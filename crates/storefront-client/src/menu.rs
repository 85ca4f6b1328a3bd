//! # Menu Fetcher
//!
//! Loads the menus valid for the cart's chosen order date and time.
//!
//! ## Gate
//! ```text
//! ┌─────────────────────────────────────────────────────────────────────────┐
//! │                          UseMenus::refresh                              │
//! │                                                                         │
//! │  is_enabled?            ──no──► Disabled                                │
//! │  cart id known?         ──no──► NoCart                                  │
//! │      (persisted for the location, else CartStore)                      │
//! │  GET /api/v1/carts/{id} ──no data──► LoadingCart                       │
//! │  orderDate + orderTime? ──no──► MissingSchedule                         │
//! │        │                                                                │
//! │        ▼                                                                │
//! │  Ready(schedule) ──► GET /api/v1/locations/{id}/menus                  │
//! │                          ?orderDate={date}&orderTime={time}            │
//! │                                                                         │
//! │  Only Ready issues a menu request. Every other gate is a waiting       │
//! │  state, never an error.                                                │
//! └─────────────────────────────────────────────────────────────────────────┘
//! ```

use serde::Serialize;
use storefront_core::{Cart, MenuBundle, Schedule};
use tokio::sync::watch;
use tracing::{debug, warn};

use crate::cart_store::CartStore;
use crate::error::{ClientError, ClientResult};
use crate::persistence::SharedCartIdStore;
use crate::resource::{ApiResourceClient, ResourceOptions, ResourceSnapshot, ResourceState, UseApiResource};
use crate::scope::ComponentScope;
use crate::transport::encode_path_segment;

// =============================================================================
// Paths
// =============================================================================

/// Cart url. The opaque id is percent-encoded as one path segment.
pub fn cart_path(cart_id: &str) -> String {
    format!("/api/v1/carts/{}", encode_path_segment(cart_id))
}

/// Menu url for a location and schedule. Date and time are embedded as is.
///
/// Returns [`ClientError::NotReady`] while either value is missing or empty.
pub fn menu_path(location_id: &str, order_date: Option<&str>, order_time: Option<&str>) -> ClientResult<String> {
    let order_date = order_date
        .filter(|d| !d.is_empty())
        .ok_or(ClientError::NotReady { missing: "orderDate" })?;
    let order_time = order_time
        .filter(|t| !t.is_empty())
        .ok_or(ClientError::NotReady { missing: "orderTime" })?;

    Ok(schedule_path(
        location_id,
        &Schedule {
            order_date: order_date.to_string(),
            order_time: order_time.to_string(),
        },
    ))
}

fn schedule_path(location_id: &str, schedule: &Schedule) -> String {
    format!(
        "/api/v1/locations/{}/menus?orderDate={}&orderTime={}",
        location_id, schedule.order_date, schedule.order_time
    )
}

// =============================================================================
// Gate
// =============================================================================

/// Why the menu request is (not) allowed.
#[derive(Debug, Clone, PartialEq, Eq, Default, Serialize)]
#[serde(tag = "reason", rename_all = "snake_case")]
pub enum MenuGate {
    #[default]
    Disabled,
    NoCart,
    LoadingCart,
    MissingSchedule,
    Ready(Schedule),
}

impl MenuGate {
    pub fn should_fetch(&self) -> bool {
        matches!(self, MenuGate::Ready(_))
    }
}

// =============================================================================
// Fetcher
// =============================================================================

/// Builds menu hooks sharing one resource cache.
#[derive(Clone)]
pub struct MenuFetcher {
    resources: ApiResourceClient,
    cart_store: CartStore,
    cart_ids: SharedCartIdStore,
}

impl MenuFetcher {
    pub fn new(resources: ApiResourceClient, cart_store: CartStore, cart_ids: SharedCartIdStore) -> Self {
        MenuFetcher {
            resources,
            cart_store,
            cart_ids,
        }
    }

    pub fn use_menus(&self, scope: &ComponentScope, location_id: impl Into<String>, is_enabled: bool) -> UseMenus {
        let (gate, _rx) = watch::channel(MenuGate::default());
        UseMenus {
            location_id: location_id.into(),
            is_enabled,
            cart_store: self.cart_store.clone(),
            cart_ids: self.cart_ids.clone(),
            cart: self.resources.use_resource::<Cart>(scope),
            menus: self.resources.use_resource::<MenuBundle>(scope),
            gate,
        }
    }
}

/// Menu hook of one component.
pub struct UseMenus {
    location_id: String,
    is_enabled: bool,
    cart_store: CartStore,
    cart_ids: SharedCartIdStore,
    cart: UseApiResource<Cart>,
    menus: UseApiResource<MenuBundle>,
    gate: watch::Sender<MenuGate>,
}

impl UseMenus {
    pub fn location_id(&self) -> &str {
        &self.location_id
    }

    pub fn set_enabled(&mut self, is_enabled: bool) {
        self.is_enabled = is_enabled;
    }

    fn resolve_cart_id(&self) -> Option<String> {
        let persisted = match self.cart_ids.load(&self.location_id) {
            Ok(id) => id.filter(|id| !id.is_empty()),
            Err(e) => {
                warn!(location_id = %self.location_id, error = %e, "Could not read persisted cart id");
                None
            }
        };
        persisted.or_else(|| self.cart_store.current_cart_id())
    }

    /// Re-evaluates the gate and fetches when it opens.
    pub async fn refresh(&self) -> MenuGate {
        let gate = self.evaluate().await;

        if let MenuGate::Ready(schedule) = &gate {
            let url = schedule_path(&self.location_id, schedule);
            self.menus.update(Some(url.as_str()), ResourceOptions::gated(true)).await;
        } else {
            debug!(location_id = %self.location_id, ?gate, "Menu request gated");
            self.menus.update(None, ResourceOptions::gated(false)).await;
        }

        self.gate.send_replace(gate.clone());
        gate
    }

    async fn evaluate(&self) -> MenuGate {
        if !self.is_enabled {
            self.cart.update(None, ResourceOptions::gated(false)).await;
            return MenuGate::Disabled;
        }

        let Some(cart_id) = self.resolve_cart_id() else {
            self.cart.update(None, ResourceOptions::gated(false)).await;
            return MenuGate::NoCart;
        };

        let url = cart_path(&cart_id);
        let cart = self.cart.update(Some(url.as_str()), ResourceOptions::gated(true)).await;

        match cart.data.filter(|c| c.id == cart_id) {
            None => MenuGate::LoadingCart,
            Some(cart) => match cart.schedule() {
                Some(schedule) => MenuGate::Ready(schedule),
                None => MenuGate::MissingSchedule,
            },
        }
    }

    /// Reloads the cart (schedule may have changed) and the menus.
    pub async fn revalidate(&self) -> MenuGate {
        self.cart.revalidate().await;
        self.refresh().await
    }

    pub fn gate(&self) -> MenuGate {
        self.gate.borrow().clone()
    }

    pub fn subscribe_gate(&self) -> watch::Receiver<MenuGate> {
        self.gate.subscribe()
    }

    /// Menu data with loading and error state.
    ///
    /// Cart failures surface here too, since they block the menus.
    pub fn snapshot(&self) -> ResourceSnapshot<MenuBundle> {
        let mut menus = self.menus.snapshot();
        let cart = self.cart.snapshot();

        menus.is_loading = menus.is_loading || (cart.is_loading && self.gate() == MenuGate::LoadingCart);
        if menus.error.is_none() && cart.state == ResourceState::Error {
            menus.error = cart.error;
        }
        menus
    }

    /// Cart behind the menus, as last fetched.
    pub fn cart(&self) -> Option<Cart> {
        self.cart.snapshot().data
    }
}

= = = = = = =

• **WHAT TO PRODUCE**
Write the material out once more so that every line matches the original.

• **WRITTEN ANSWER**
filename crates/storefront-client/src/menu.rs
repository 85ca4f6b1328a3bd
//! # Menu Fetcher
//!
//! Loads the menus valid for the cart's chosen order date and time.
//!
//! ## Gate
//! ```text
//! ┌─────────────────────────────────────────────────────────────────────────┐
//! │                          UseMenus::refresh                              │
//! │                                                                         │
//! │  is_enabled?            ──no──► Disabled                                │
//! │  cart id known?         ──no──► NoCart                                  │
//! │      (persisted for the location, else CartStore)                      │
//! │  GET /api/v1/carts/{id} ──no data──► LoadingCart                       │
//! │  orderDate + orderTime? ──no──► MissingSchedule                         │
//! │        │                                                                │
//! │        ▼                                                                │
//! │  Ready(schedule) ──► GET /api/v1/locations/{id}/menus                  │
//! │                          ?orderDate={date}&orderTime={time}            │
//! │                                                                         │
//! │  Only Ready issues a menu request. Every other gate is a waiting       │
//! │  state, never an error.                                                │
//! └─────────────────────────────────────────────────────────────────────────┘
//! ```

use serde::Serialize;
use storefront_core::{Cart, MenuBundle, Schedule};
use tokio::sync::watch;
use tracing::{debug, warn};

use crate::cart_store::CartStore;
use crate::error::{ClientError, ClientResult};
use crate::persistence::SharedCartIdStore;
use crate::resource::{ApiResourceClient, ResourceOptions, ResourceSnapshot, ResourceState, UseApiResource};
use crate::scope::ComponentScope;
use crate::transport::encode_path_segment;

// =============================================================================
// Paths
// =============================================================================

/// Cart url. The opaque id is percent-encoded as one path segment.
pub fn cart_path(cart_id: &str) -> String {
    format!("/api/v1/carts/{}", encode_path_segment(cart_id))
}

/// Menu url for a location and schedule. Date and time are embedded as is.
///
/// Returns [`ClientError::NotReady`] while either value is missing or empty.
pub fn menu_path(location_id: &str, order_date: Option<&str>, order_time: Option<&str>) -> ClientResult<String> {
    let order_date = order_date
        .filter(|d| !d.is_empty())
        .ok_or(ClientError::NotReady { missing: "orderDate" })?;
    let order_time = order_time
        .filter(|t| !t.is_empty())
        .ok_or(ClientError::NotReady { missing: "orderTime" })?;

    Ok(schedule_path(
        location_id,
        &Schedule {
            order_date: order_date.to_string(),
            order_time: order_time.to_string(),
        },
    ))
}

fn schedule_path(location_id: &str, schedule: &Schedule) -> String {
    format!(
        "/api/v1/locations/{}/menus?orderDate={}&orderTime={}",
        location_id, schedule.order_date, schedule.order_time
    )
}

// =============================================================================
// Gate
// =============================================================================

/// Why the menu request is (not) allowed.
#[derive(Debug, Clone, PartialEq, Eq, Default, Serialize)]
#[serde(tag = "reason", rename_all = "snake_case")]
pub enum MenuGate {
    #[default]
    Disabled,
    NoCart,
    LoadingCart,
    MissingSchedule,
    Ready(Schedule),
}

impl MenuGate {
    pub fn should_fetch(&self) -> bool {
        matches!(self, MenuGate::Ready(_))
    }
}

// =============================================================================
// Fetcher
// =============================================================================

/// Builds menu hooks sharing one resource cache.
#[derive(Clone)]
pub struct MenuFetcher {
    resources: ApiResourceClient,
    cart_store: CartStore,
    cart_ids: SharedCartIdStore,
}

impl MenuFetcher {
    pub fn new(resources: ApiResourceClient, cart_store: CartStore, cart_ids: SharedCartIdStore) -> Self {
        MenuFetcher {
            resources,
            cart_store,
            cart_ids,
        }
    }

    pub fn use_menus(&self, scope: &ComponentScope, location_id: impl Into<String>, is_enabled: bool) -> UseMenus {
        let (gate, _rx) = watch::channel(MenuGate::default());
        UseMenus {
            location_id: location_id.into(),
            is_enabled,
            cart_store: self.cart_store.clone(),
            cart_ids: self.cart_ids.clone(),
            cart: self.resources.use_resource::<Cart>(scope),
            menus: self.resources.use_resource::<MenuBundle>(scope),
            gate,
        }
    }
}

/// Menu hook of one component.
pub struct UseMenus {
    location_id: String,
    is_enabled: bool,
    cart_store: CartStore,
    cart_ids: SharedCartIdStore,
    cart: UseApiResource<Cart>,
    menus: UseApiResource<MenuBundle>,
    gate: watch::Sender<MenuGate>,
}

impl UseMenus {
    pub fn location_id(&self) -> &str {
        &self.location_id
    }

    pub fn set_enabled(&mut self, is_enabled: bool) {
        self.is_enabled = is_enabled;
    }

    fn resolve_cart_id(&self) -> Option<String> {
        let persisted = match self.cart_ids.load(&self.location_id) {
            Ok(id) => id.filter(|id| !id.is_empty()),
            Err(e) => {
                warn!(location_id = %self.location_id, error = %e, "Could not read persisted cart id");
                None
            }
        };
        persisted.or_else(|| self.cart_store.current_cart_id())
    }

    /// Re-evaluates the gate and fetches when it opens.
    pub async fn refresh(&self) -> MenuGate {
        let gate = self.evaluate().await;

        if let MenuGate::Ready(schedule) = &gate {
            let url = schedule_path(&self.location_id, schedule);
            self.menus.update(Some(url.as_str()), ResourceOptions::gated(true)).await;
        } else {
            debug!(location_id = %self.location_id, ?gate, "Menu request gated");
            self.menus.update(None, ResourceOptions::gated(false)).await;
        }

        self.gate.send_replace(gate.clone());
        gate
    }

    async fn evaluate(&self) -> MenuGate {
        if !self.is_enabled {
            self.cart.update(None, ResourceOptions::gated(false)).await;
            return MenuGate::Disabled;
        }

        let Some(cart_id) = self.resolve_cart_id() else {
            self.cart.update(None, ResourceOptions::gated(false)).await;
            return MenuGate::NoCart;
        };

        let url = cart_path(&cart_id);
        let cart = self.cart.update(Some(url.as_str()), ResourceOptions::gated(true)).await;

        match cart.data.filter(|c| c.id == cart_id) {
            None => MenuGate::LoadingCart,
            Some(cart) => match cart.schedule() {
                Some(schedule) => MenuGate::Ready(schedule),
                None => MenuGate::MissingSchedule,
            },
        }
    }

    /// Reloads the cart (schedule may have changed) and the menus.
    pub async fn revalidate(&self) -> MenuGate {
        self.cart.revalidate().await;
        self.refresh().await
    }

    pub fn gate(&self) -> MenuGate {
        self.gate.borrow().clone()
    }

    pub fn subscribe_gate(&self) -> watch::Receiver<MenuGate> {
        self.gate.subscribe()
    }

    /// Menu data with loading and error state.
    ///
    /// Cart failures surface here too, since they block the menus.
    pub fn snapshot(&self) -> ResourceSnapshot<MenuBundle> {
        let mut menus = self.menus.snapshot();
        let cart = self.cart.snapshot();

        menus.is_loading = menus.is_loading || (cart.is_loading && self.gate() == MenuGate::LoadingCart);
        if menus.error.is_none() && cart.state == ResourceState::Error {
            menus.error = cart.error;
        }
        menus
    }

    /// Cart behind the menus, as last fetched.
    pub fn cart(&self) -> Option<Cart> {
        self.cart.snapshot().data
    }
}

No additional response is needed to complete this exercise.